Whaowhia te kete mātauranga. Fill the basket of knowledge.
A new online resource aimed at making it easier for secondary school staff to recognise and respond early to wellbeing concerns in rangatahi in Years 9 to 13 has had an excellent response since it went live in June.
Developed by Manu Ka Rere a collective of Canterbury-based youth mental health and addiction NGOs, and professional online guidance developers, Rangatahi Well recognises the important role secondary school kaimahi have in offering early support to rangatahi with wellbeing needs.
“Secondary schools are seeing a growing number of rangatahi needing support. However, information for responding can be difficult to find or dispersed across multiple websites, and it’s often not clear where to get advice or which services are available,” says Juanita Gibson, content developer.
The Rangatahi Well website is a ‘one-stop-shop’ offering local advice, recommended resources, and support options for secondary school kaitiaki, kaitohutohu, and other kaimahi in the Canterbury region.
Education, health, and social care professionals who support rangatahi with wellbeing and development can also access the site. While access is not available to rangatahi or whānau, there is a range of great resources that can easily be shared to help them self-manage,” says Polly Hutchinson, education content advisor (and an experienced SENCO and former Assistant Principal).
The site outlines an overall Kaupapa/Approach – the mana-enhancing values that guide how to support rangatahi, irrespective of the challenges they face.
The site’s resources are organised into different Kete/Topic kits which contain key information matched with recommended resources to help with planning and action, and help identify when further support might be needed.
There’s also a Tautoko/Support section, which lists the local and national services that can offer the individual support needed, grouped around the needs of rangatahi.
Finally, the Ako ake/Learn More section offers ongoing learning and development opportunities. Information and resources, including webinars, are sourced from local and national professional providers of youth wellbeing training and development, and material developed by national bodies or subject matter experts.
“The site is a work in progress – growing, adapting, and thriving, just as rangatahi do when they learn new skills and gain knowledge from those around them,” says Juanita.
A user reference group meets monthly, with representation from a range of schools and roles to share ideas and resources. “They are our on-the-ground eyes and ears, to help us keep up to date with the challenges and issues that rangatahi are facing,” says Polly.
During development, the site was set up to enable it to be expanded beyond Canterbury. A stocktake of the content added to date, reveals that almost 80% of it is suitable for all of Aotearoa, with the remaining 20% made up of local service information and regional resources.
What users are saying
Since going live, 1,200 people have used Rangatahi Well to support their mahi, with over 12,000 page views. Feedback includes:
“I have just spent the last 15 minutes clicking on everything and am completely blown away. He rawe tēnei!! Highly professional and comprehensive, I am completely impressed. A huge mihi to you and others who have been involved in its inception!!” – Head of Counselling, local secondary school.
“Wow it’s amazing – incredibly thorough.
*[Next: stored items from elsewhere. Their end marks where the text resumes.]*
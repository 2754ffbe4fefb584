//! Token model for the schema scanner
//!
//! - [`TokenKind`] is the closed vocabulary every token is classified into.
//! - [`Token`] pairs a kind with its [`TokenValue`] (source text, or a parsed
//!   number for numeric tokens).
//! - [`tables`] holds the keyword, operator and punctuation lookup data.
//! - [`TokenStream`] navigates a finished scan for a downstream parser,
//!   skipping comments.

pub mod kind;
pub mod stream;
pub mod tables;
pub mod token;

pub use kind::TokenKind;
pub use stream::{Checkpoint, TokenStream, TokenStreamError};
pub use token::{Token, TokenValue, TokenValueError};
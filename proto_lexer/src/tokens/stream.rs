//! Read-only cursor over a finished token sequence
//!
//! The stream keeps every token for inspection but navigates only the
//! significant ones, skipping comment markers, block comments and the comment
//! bodies the contextual scanner emits between markers.

use super::kind::TokenKind;
use super::token::Token;
use crate::logging::codes;

#[derive(Debug, Clone, PartialEq, thiserror::Error)]
pub enum TokenStreamError {
    #[error("Expected '{expected}', found '{found}'")]
    UnexpectedToken { expected: TokenKind, found: Token },

    #[error("Expected '{expected}', found end of input")]
    UnexpectedEnd { expected: TokenKind },
}

impl TokenStreamError {
    pub fn error_code(&self) -> crate::logging::Code {
        match self {
            TokenStreamError::UnexpectedToken { .. } => codes::tokens::UNEXPECTED_TOKEN,
            TokenStreamError::UnexpectedEnd { .. } => codes::tokens::UNEXPECTED_END,
        }
    }
}

/// Saved navigation position, see [`TokenStream::checkpoint`]
#[derive(Debug, Clone, Copy, PartialEq, Eq)]
pub struct Checkpoint(usize);

#[derive(Debug, Clone)]
pub struct TokenStream {
    /// All tokens in source order
    all_tokens: Vec<Token>,
    /// Indices into all_tokens for significant tokens
    significant_indices: Vec<usize>,
    /// Current position in significant_indices
    position: usize,
}

impl TokenStream {
    pub fn new(tokens: Vec<Token>) -> Self {
        let significant_indices = significant_indices(&tokens);

        crate::log_debug!("Token stream created",
            "total_tokens" => tokens.len(),
            "significant_tokens" => significant_indices.len()
        );

        Self {
            all_tokens: tokens,
            significant_indices,
            position: 0,
        }
    }

    // === NAVIGATION ===

    pub fn current(&self) -> Option<&Token> {
        self.peek_ahead(0)
    }

    /// Next significant token after the current one
    pub fn peek(&self) -> Option<&Token> {
        self.peek_ahead(1)
    }

    /// Significant token `n` positions ahead of the current one
    pub fn peek_ahead(&self, n: usize) -> Option<&Token> {
        self.significant_indices
            .get(self.position + n)
            .and_then(|&index| self.all_tokens.get(index))
    }

    /// Return the current token and move past it
    pub fn advance(&mut self) -> Option<&Token> {
        let index = *self.significant_indices.get(self.position)?;
        self.position += 1;
        self.all_tokens.get(index)
    }

    pub fn is_at_end(&self) -> bool {
        self.position >= self.significant_indices.len()
    }

    /// Position among significant tokens
    pub fn position(&self) -> usize {
        self.position
    }

    /// Number of significant tokens
    pub fn len(&self) -> usize {
        self.significant_indices.len()
    }

    pub fn is_empty(&self) -> bool {
        self.significant_indices.is_empty()
    }

    /// Consume the current token if it has `kind`
    pub fn expect(&mut self, kind: TokenKind) -> Result<&Token, TokenStreamError> {
        match self.current() {
            None => return Err(TokenStreamError::UnexpectedEnd { expected: kind }),
            Some(token) if token.kind != kind => {
                return Err(TokenStreamError::UnexpectedToken {
                    expected: kind,
                    found: token.clone(),
                })
            }
            Some(_) => {}
        }
        self.advance()
            .ok_or(TokenStreamError::UnexpectedEnd { expected: kind })
    }

    pub fn checkpoint(&self) -> Checkpoint {
        Checkpoint(self.position)
    }

    pub fn restore(&mut self, checkpoint: Checkpoint) {
        self.position = checkpoint.0.min(self.significant_indices.len());
    }

    // === INSPECTION ===

    /// Every token, comments included
    pub fn all_tokens(&self) -> &[Token] {
        &self.all_tokens
    }

    pub fn significant_tokens(&self) -> impl Iterator<Item = &Token> + '_ {
        self.significant_indices
            .iter()
            .filter_map(|&index| self.all_tokens.get(index))
    }

    pub fn into_tokens(self) -> Vec<Token> {
        self.all_tokens
    }
}

impl From<Vec<Token>> for TokenStream {
    fn from(tokens: Vec<Token>) -> Self {
        Self::new(tokens)
    }
}

/// Indices of tokens a parser sees, in source order
pub(crate) fn significant_indices(tokens: &[Token]) -> Vec<usize> {
    let mut indices = Vec::with_capacity(tokens.len());
    let mut i = 0;

    while i < tokens.len() {
        match tokens[i].kind {
            TokenKind::SingleComment => {
                // Contextual scans put the comment body right after the marker
                if tokens
                    .get(i + 1)
                    .is_some_and(|next| next.kind == TokenKind::Literal)
                {
                    i += 1;
                }
            }
            TokenKind::MultipleCommentStart => {
                while i + 1 < tokens.len() && tokens[i + 1].kind != TokenKind::MultipleCommentEnd {
                    i += 1;
                }
                // skip the closing marker too
                i += 1;
            }
            TokenKind::MultipleComment | TokenKind::MultipleCommentEnd => {}
            _ => indices.push(i),
        }
        i += 1;
    }

    indices
}

#[cfg(test)]
mod tests {
    use super::*;
    use assert_matches::assert_matches;

    fn text(kind: TokenKind, s: &str) -> Token {
        Token::text(kind, s)
    }

    fn sample() -> Vec<Token> {
        vec![
            text(TokenKind::Syntax, "syntax"),
            text(TokenKind::SingleComment, "//"),
            text(TokenKind::Literal, " note"),
            text(TokenKind::Assignment, "="),
            text(TokenKind::MultipleCommentStart, "/*"),
            text(TokenKind::Literal, " block "),
            text(TokenKind::MultipleCommentEnd, "*/"),
            text(TokenKind::Literal, "proto3"),
            text(TokenKind::MultipleComment, "/* whole */"),
            text(TokenKind::Semicolon, ";"),
        ]
    }

    #[test]
    fn test_comments_are_skipped() {
        let stream = TokenStream::new(sample());
        let kinds: Vec<_> = stream.significant_tokens().map(|t| t.kind).collect();
        assert_eq!(
            kinds,
            vec![
                TokenKind::Syntax,
                TokenKind::Assignment,
                TokenKind::Literal,
                TokenKind::Semicolon
            ]
        );
        assert_eq!(stream.len(), 4);
        assert_eq!(stream.all_tokens().len(), 10);
    }

    #[test]
    fn test_navigation() {
        let mut stream = TokenStream::new(sample());
        assert_eq!(stream.current().map(|t| t.kind), Some(TokenKind::Syntax));
        assert_eq!(stream.peek().map(|t| t.kind), Some(TokenKind::Assignment));
        assert_eq!(stream.peek_ahead(2).map(|t| t.kind), Some(TokenKind::Literal));

        assert_eq!(stream.advance().map(|t| t.kind), Some(TokenKind::Syntax));
        assert_eq!(stream.position(), 1);

        while stream.advance().is_some() {}
        assert!(stream.is_at_end());
        assert!(stream.current().is_none());
    }

    #[test]
    fn test_expect() {
        let mut stream = TokenStream::new(sample());
        assert!(stream.expect(TokenKind::Syntax).is_ok());

        let error = stream.expect(TokenKind::Semicolon).unwrap_err();
        assert_matches!(
            &error,
            TokenStreamError::UnexpectedToken { expected: TokenKind::Semicolon, found }
                if found.kind == TokenKind::Assignment
        );
        assert_eq!(error.error_code(), codes::tokens::UNEXPECTED_TOKEN);
        assert_eq!(stream.position(), 1);
    }

    #[test]
    fn test_expect_at_end() {
        let mut stream = TokenStream::new(Vec::new());
        assert!(stream.is_empty());
        assert_eq!(
            stream.expect(TokenKind::Semicolon),
            Err(TokenStreamError::UnexpectedEnd {
                expected: TokenKind::Semicolon
            })
        );
    }

    #[test]
    fn test_checkpoint_restore() {
        let mut stream = TokenStream::new(sample());
        let saved = stream.checkpoint();
        stream.advance();
        stream.advance();
        stream.restore(saved);
        assert_eq!(stream.position(), 0);
        assert_eq!(stream.current().map(|t| t.kind), Some(TokenKind::Syntax));
    }
}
I will forward on to our clinicians and would also like to distribute to organisations coming into the Youth Hub.” – Senior lecturer in adolescent health at Otago University and primary care doctor specialising in youth health.
“I think this is looking great. Very user friendly and easy to navigate. Well done to all.” Principal Advisor, Ministry of Education.
More about Manu Ka Rere
The Manu Ka Rere collective (previously Community Youth Mental Health Service) originated in the aftermath of the Otautahi Christchurch earthquakes, which highlighted a gap in mental health support services for the young people in the city. A cross-agency integrated mobile service model was developed and made available in a range of youth venues in 2012.
In 2020, a shift in focus from mental illness to wellbeing inspired the new service, Manu Ka Rere. It offers free mental health and addiction services to young people (aged 13-24) who are seeking support for their wellbeing. Services include face to face counselling sessions, group work therapy, education, and other activities.
Young people can refer themselves, or whānau members or professionals can refer on their behalf with consent.
“We want to promote equity of access to health and wellbeing services, and ensure rangatahi have agency over what matters to them and the decisions that affect them,” says Nigel Loughton, Clinical Director, Odyssey House.
The eight organisations involved in the Manu Ka Rere collaborative include: Odyssey House, Stepping Stone Trust, Purapura Whetu, Ashburton Community Alcohol and Drug Service (ACADS), Community Wellbeing North Canterbury Trust, Waipuna, 298 Youth Health, and City Mission.